From: "Linda Minor" <[EMAIL PROTECTED]>

Also keep in mind that Drexel, Burnham, Lambert began as an arm of the
Morgan bank, and that Morgan began as an agent of the Rothschilds.  In my
opinion, Rothschilds got various members of its network together from
different parts of the country and used Milken as the middleman to loot the
American S&L's--probably to weaken the U.S. government.  Or maybe just to
collapse the real estate market, which it definitely did, to allow the
Rothschild-financed investment trusts to descend on office buildings,
hotels, shopping centers, apartments, etc.  Look at what makes up Carlyle's
and JMB's portfolios.  What did they do?  They bought as limited partnership
organized in U.S., then went public and sold as securities.  They do no
management at all themselves, but contract with related businesses in the
traditional masonic style.

The way the scheme works is that the banker at the top recruits two men who
want the chance to get rich.  They set up entities in their locality, using
attorneys recommended to them.  Then they're directed to a specific piece of
property that's probably been sitting idly, on the outskirts of town waiting
for the development to reach it.  In the case I'm most familiar with, there
was some land owned by an entity controlled by an attorney representing the
Bass brothers of Dallas/Ft.

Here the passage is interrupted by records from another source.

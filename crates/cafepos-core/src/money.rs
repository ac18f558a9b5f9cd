//! # Money Module
//!
//! Provides the `Money` type for handling monetary values safely.
//!
//! ## Why Integer Money?
//! ```text
//! In floating point:  0.1 + 0.2 = 0.30000000000000004
//! In integer cents:   10 + 20 = 30, always
//! ```
//! Every amount in the system — prices, opening balances, totals,
//! discounts — flows through this type. Only the boundary layer converts
//! to a display string.

use serde::{Deserialize, Serialize};
use std::fmt;
use std::iter::Sum;
use std::ops::{Add, AddAssign, Mul, Sub, SubAssign};

/// A monetary value in the smallest currency unit (cents).
///
/// ## Design Decisions
/// - **i64 (signed)**: till variance and reconciliation deltas can be negative
/// - **Single-field tuple struct**: zero-cost abstraction over i64
#[derive(
    Debug, Clone, Copy, PartialEq, Eq, PartialOrd, Ord, Hash, Serialize, Deserialize, Default,
)]
pub struct Money(i64);

impl Money {
    /// Creates a Money value from cents.
    #[inline]
    pub const fn from_cents(cents: i64) -> Self {
        Money(cents)
    }

    /// Creates a Money value from major and minor units.
    ///
    /// For negative amounts only the major unit carries the sign:
    /// `from_major_minor(-5, 50)` is -5.50.
    #[inline]
    pub const fn from_major_minor(major: i64, minor: i64) -> Self {
        if major < 0 {
            Money(major * 100 - minor)
        } else {
            Money(major * 100 + minor)
        }
    }

    /// Returns the value in cents.
    #[inline]
    pub const fn cents(&self) -> i64 {
        self.0
    }

    /// Returns the major-unit portion.
    #[inline]
    pub const fn major_units(&self) -> i64 {
        self.0 / 100
    }

    /// Returns the minor-unit portion (always 0-99).
    #[inline]
    pub const fn minor_units(&self) -> i64 {
        (self.0 % 100).abs()
    }

    /// Zero money value.
    #[inline]
    pub const fn zero() -> Self {
        Money(0)
    }

    #[inline]
    pub const fn is_zero(&self) -> bool {
        self.0 == 0
    }

    #[inline]
    pub const fn is_negative(&self) -> bool {
        self.0 < 0
    }

    /// Multiplies by a line quantity.
    #[inline]
    pub const fn multiply_quantity(&self, qty: i64) -> Self {
        Money(self.0 * qty)
    }

    /// Returns the amount corresponding to a basis-point fraction of this
    /// value, rounded half-up.
    ///
    /// 1 basis point = 0.01%, so 1000 bps of 100.00 is 10.00. Used for the
    /// discount amount on a sale: `gross.percentage_of(bps)`.
    ///
    /// i128 intermediate prevents overflow on large amounts.
    pub fn percentage_of(&self, bps: u32) -> Money {
        let amount = (self.0 as i128 * bps as i128 + 5_000) / 10_000;
        Money(amount as i64)
    }
}

/// Debug-friendly display. Boundary layers format for locale themselves.
impl fmt::Display for Money {
    fn fmt(&self, f: &mut fmt::Formatter<'_>) -> fmt::Result {
        let sign = if self.0 < 0 { "-" } else { "" };
        write!(f, "{}${}.{:02}", sign, self.major_units().abs(), self.minor_units())
    }
}

impl Add for Money {
    type Output = Self;

    #[inline]
    fn add(self, other: Self) -> Self {
        Money(self.0 + other.0)
    }
}

impl AddAssign for Money {
    #[inline]
    fn add_assign(&mut self, other: Self) {
        self.0 += other.0;
    }
}

impl Sub for Money {
    type Output = Self;

    #[inline]
    fn sub(self, other: Self) -> Self {
        Money(self.0 - other.0)
    }
}

impl SubAssign for Money {
    #[inline]
    fn sub_assign(&mut self, other: Self) {
        self.0 -= other.0;
    }
}

impl Mul<i64> for Money {
    type Output = Self;

    #[inline]
    fn mul(self, qty: i64) -> Self {
        Money(self.0 * qty)
    }
}

impl Sum for Money {
    fn sum<I: Iterator<Item = Money>>(iter: I) -> Self {
        iter.fold(Money::zero(), Add::add)
    }
}

// =============================================================================
// Unit Tests
// =============================================================================

#[cfg(test)]
mod tests {
    use super::*;

    #[test]
    fn test_from_cents() {
        let money = Money::from_cents(1099);
        assert_eq!(money.cents(), 1099);
        assert_eq!(money.major_units(), 10);
        assert_eq!(money.minor_units(), 99);
    }

    #[test]
    fn test_from_major_minor() {
        assert_eq!(Money::from_major_minor(3, 50).cents(), 350);
        assert_eq!(Money::from_major_minor(-5, 50).cents(), -550);
    }

    #[test]
    fn test_display() {
        assert_eq!(format!("{}", Money::from_cents(1099)), "$10.99");
        assert_eq!(format!("{}", Money::from_cents(500)), "$5.00");
        assert_eq!(format!("{}", Money::from_cents(-550)), "-$5.50");
        assert_eq!(format!("{}", Money::zero()), "$0.00");
    }

    #[test]
    fn test_arithmetic() {
        let a = Money::from_cents(1000);
        let b = Money::from_cents(500);

        assert_eq!((a + b).cents(), 1500);
        assert_eq!((a - b).cents(), 500);
        assert_eq!((a * 3).cents(), 3000);
    }

    #[test]
    fn test_sum() {
        let total: Money = [350, 350, 1000].iter().map(|c| Money::from_cents(*c)).sum();
        assert_eq!(total.cents(), 1700);
    }

    #[test]
    fn test_percentage_of() {
        // 10% of $100.00 = $10.00
        assert_eq!(Money::from_cents(10_000).percentage_of(1_000).cents(), 1_000);
        // 10% of $3.33 = $0.333 → rounds half-up to $0.33
        assert_eq!(Money::from_cents(333).percentage_of(1_000).cents(), 33);
        // 5% of $0.10 = $0.005 → rounds half-up to $0.01
        assert_eq!(Money::from_cents(10).percentage_of(500).cents(), 1);
        // 0 bps is always zero
        assert_eq!(Money::from_cents(10_000).percentage_of(0).cents(), 0);
    }

    #[test]
    fn test_multiply_quantity() {
        let unit_price = Money::from_cents(350);
        assert_eq!(unit_price.multiply_quantity(2).cents(), 700);
    }
}
//! # Product Repository
//!
//! Catalogue reads and writes. Stock quantities are mutated by the stock
//! repository only; this module treats `quantity_on_hand` as read-only.

use chrono::Utc;
use sqlx::SqlitePool;
use tracing::debug;

use crate::error::{DbError, DbResult};
use cafepos_core::Product;

/// Repository for product database operations.
#[derive(Debug, Clone)]
pub struct ProductRepository {
    pool: SqlitePool,
}

impl ProductRepository {
    /// Creates a new ProductRepository.
    pub fn new(pool: SqlitePool) -> Self {
        ProductRepository { pool }
    }

    /// Gets a product by its ID.
    pub async fn get_by_id(&self, id: &str) -> DbResult<Option<Product>> {
        let product = sqlx::query_as::<_, Product>(
            r#"
            SELECT id, name, price_cents, quantity_on_hand, category_id,
                   created_at, updated_at
            FROM products
            WHERE id = ?1
            "#,
        )
        .bind(id)
        .fetch_optional(&self.pool)
        .await?;

        Ok(product)
    }

    /// Products currently offerable for sale (quantity on hand > 0),
    /// ordered by name.
    pub async fn list_in_stock(&self) -> DbResult<Vec<Product>> {
        let products = sqlx::query_as::<_, Product>(
            r#"
            SELECT id, name, price_cents, quantity_on_hand, category_id,
                   created_at, updated_at
            FROM products
            WHERE quantity_on_hand > 0
            ORDER BY name
            "#,
        )
        .fetch_all(&self.pool)
        .await?;

        Ok(products)
    }

    /// Inserts a new product.
    pub async fn insert(&self, product: &Product) -> DbResult<()> {
        debug!(id = %product.id, name = %product.name, "inserting product");

        sqlx::query(
            r#"
            INSERT INTO products (
                id, name, price_cents, quantity_on_hand, category_id,
                created_at, updated_at
            ) VALUES (?1, ?2, ?3, ?4, ?5, ?6, ?7)
            "#,
        )
        .bind(&product.id)
        .bind(&product.name)
        .bind(product.price_cents)
        .bind(product.quantity_on_hand)
        .bind(&product.category_id)
        .bind(product.created_at)
        .bind(product.updated_at)
        .execute(&self.pool)
        .await?;

        Ok(())
    }

    /// Updates a product's unit price.
    pub async fn update_price(&self, id: &str, price_cents: i64) -> DbResult<()> {
        let now = Utc::now();

        let result = sqlx::query(
            r#"
            UPDATE products SET price_cents = ?2, updated_at = ?3
            WHERE id = ?1
            "#,
        )
        .bind(id)
        .bind(price_cents)
        .bind(now)
        .execute(&self.pool)
        .await?;

        if result.rows_affected() == 0 {
            return Err(DbError::not_found("product", id));
        }

        Ok(())
    }

    /// Counts catalogue entries (for seed-tool diagnostics).
    pub async fn count(&self) -> DbResult<i64> {
        let count: i64 = sqlx::query_scalar("SELECT COUNT(*) FROM products")
            .fetch_one(&self.pool)
            .await?;

        Ok(count)
    }
}
//! # cafepos-core: Pure Business Logic for the Café POS
//!
//! This crate is the heart of the café point-of-sale. It contains all
//! business logic as pure functions with zero I/O dependencies.
//!
//! ## Architecture Position
//! ```text
//! ┌─────────────────────────────────────────────────────────────┐
//! │  Interactive terminal boundary (external)                   │
//! │       │                                                     │
//! │       ▼                                                     │
//! │  cafepos-engine: StockLedger / TillManager / SaleEngine     │
//! │       │                                                     │
//! │       ▼                                                     │
//! │  ★ cafepos-core (THIS CRATE) ★                              │
//! │    money │ types │ cart │ validation │ error                │
//! │    NO I/O • NO DATABASE • PURE FUNCTIONS                    │
//! │       │                                                     │
//! │       ▼                                                     │
//! │  cafepos-db: SQLite queries, migrations, repositories       │
//! └─────────────────────────────────────────────────────────────┘
//! ```
//!
//! ## Design Principles
//!
//! 1. **Pure functions**: same input, same output
//! 2. **No I/O**: database and network access is forbidden here
//! 3. **Integer money**: all monetary values are cents (i64), never floats
//! 4. **Explicit errors**: typed error enums, never strings or panics

pub mod cart;
pub mod error;
pub mod money;
pub mod types;
pub mod validation;

pub use cart::{Cart, CartLine, PricingSummary};
pub use error::{CoreError, CoreResult, ValidationError};
pub use money::Money;
pub use types::*;

// =============================================================================
// Crate-Level Constants
// =============================================================================

/// Maximum discount in basis points (1000 bps = 10%).
///
/// Requests above this are silently clamped down to exactly this value;
/// the applied percentage is what pricing results report.
pub const MAX_DISCOUNT_BPS: u32 = 1_000;

/// Maximum distinct products in a single sale.
///
/// Prevents runaway carts; a café order never legitimately reaches this.
pub const MAX_CART_LINES: usize = 100;

/// Maximum quantity of a single product per line.
///
/// Guards against typos (1000 instead of 10) at the boundary.
pub const MAX_LINE_QUANTITY: i64 = 999;
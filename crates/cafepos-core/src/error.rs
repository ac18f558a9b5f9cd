//! # Error Types
//!
//! Domain error types for the café POS core.
//!
//! ## Error Hierarchy
//! ```text
//! cafepos-core (this file)
//! ├── CoreError        - business rule violations
//! └── ValidationError  - malformed/out-of-range inputs
//!
//! cafepos-db
//! └── DbError          - storage operation failures
//!
//! cafepos-engine
//! └── EngineError      - CoreError ∪ DbError, what the boundary sees
//! ```
//!
//! Recoverability rules live with the engine error: invalid input and an
//! empty cart are re-promptable at the boundary; a missing till aborts the
//! sale workflow; storage failures propagate.

use thiserror::Error;

// =============================================================================
// Core Error
// =============================================================================

/// Business rule violations and domain failures.
#[derive(Debug, Error)]
pub enum CoreError {
    /// User-supplied value is malformed or out of range.
    #[error("invalid input: {0}")]
    InvalidInput(#[from] ValidationError),

    /// A referenced entity does not exist.
    #[error("{entity} not found: {id}")]
    NotFound { entity: String, id: String },

    /// A sale was attempted with no open till session for the operator.
    ///
    /// Aborts the whole sale workflow; the operator must open a till first.
    #[error("no open till session for operator {operator_id}")]
    NoOpenTill { operator_id: String },

    /// The operator already has an open till session.
    ///
    /// The caller decides whether to force-close it (`close_existing`)
    /// before opening a new one; the component never decides that itself.
    #[error("operator already has open till session {session_id}")]
    TillAlreadyOpen { session_id: String },

    /// A sale confirmation was attempted with zero line items.
    #[error("cannot confirm a sale with no line items")]
    EmptyCart,

    /// Requested quantity exceeds what is on hand.
    ///
    /// Carries the actually-available quantity so the caller can retry
    /// with a smaller amount.
    #[error("insufficient stock for product {product_id}: available {available}, requested {requested}")]
    InsufficientStock {
        product_id: String,
        available: i64,
        requested: i64,
    },

    /// Cart has reached the maximum number of distinct products.
    #[error("cart cannot hold more than {max} distinct products")]
    CartTooLarge { max: usize },

    /// A line quantity exceeds the per-line maximum.
    #[error("quantity {requested} exceeds maximum allowed ({max})")]
    QuantityTooLarge { requested: i64, max: i64 },
}

impl CoreError {
    /// Convenience constructor for [`CoreError::NotFound`].
    pub fn not_found(entity: impl Into<String>, id: impl Into<String>) -> Self {
        CoreError::NotFound {
            entity: entity.into(),
            id: id.into(),
        }
    }
}

// =============================================================================
// Validation Error
// =============================================================================

/// Input validation failures, raised before business logic runs.
#[derive(Debug, Error)]
pub enum ValidationError {
    #[error("{field} is required")]
    Required { field: &'static str },

    #[error("{field} must be positive")]
    MustBePositive { field: &'static str },

    #[error("{field} must not be negative")]
    MustNotBeNegative { field: &'static str },

    #[error("{field} must be between {min} and {max}")]
    OutOfRange {
        field: &'static str,
        min: i64,
        max: i64,
    },
}

/// Convenience type alias for Results with CoreError.
pub type CoreResult<T> = Result<T, CoreError>;

#[cfg(test)]
mod tests {
    use super::*;

    #[test]
    fn test_error_messages() {
        let err = CoreError::InsufficientStock {
            product_id: "p-espresso".to_string(),
            available: 3,
            requested: 5,
        };
        assert_eq!(
            err.to_string(),
            "insufficient stock for product p-espresso: available 3, requested 5"
        );

        let err = CoreError::NoOpenTill {
            operator_id: "op-1".to_string(),
        };
        assert_eq!(err.to_string(), "no open till session for operator op-1");
    }

    #[test]
    fn test_validation_converts_to_core_error() {
        let err: CoreError = ValidationError::MustBePositive { field: "quantity" }.into();
        assert!(matches!(err, CoreError::InvalidInput(_)));
        assert_eq!(err.to_string(), "invalid input: quantity must be positive");
    }
}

Worth.  The trust contracted to sell to General
Homes, a Delaware corp. based in Houston, but whose founders had been
developers in the Phoenix area, and whose stock was partly owned by banks in
Florida.  Also there was some trading of stock between the Bronfman company
Cadillac Fairview and companies in wh ich Marvin Warner had an interest.

So General Homes bought the land, then ran into a problem with drainage.  So
they contracted with an ex-son-in-law of one of George Bush's big
contributors, Walter Mischer, whom Pete Brewton built a strong case against
as long-time CIA operative.  This guy, Robert Corson, now dead--whom one of
his assistants accused of transporting drugs and weapons from Texas to
points south of the border--contracted to buy the property as "trustee," by
paying no cash but only a first lien back to General Homes.  The condition
was that he had to get the drainage work done on the property within a
specified time, or GH would have the right to forceclose.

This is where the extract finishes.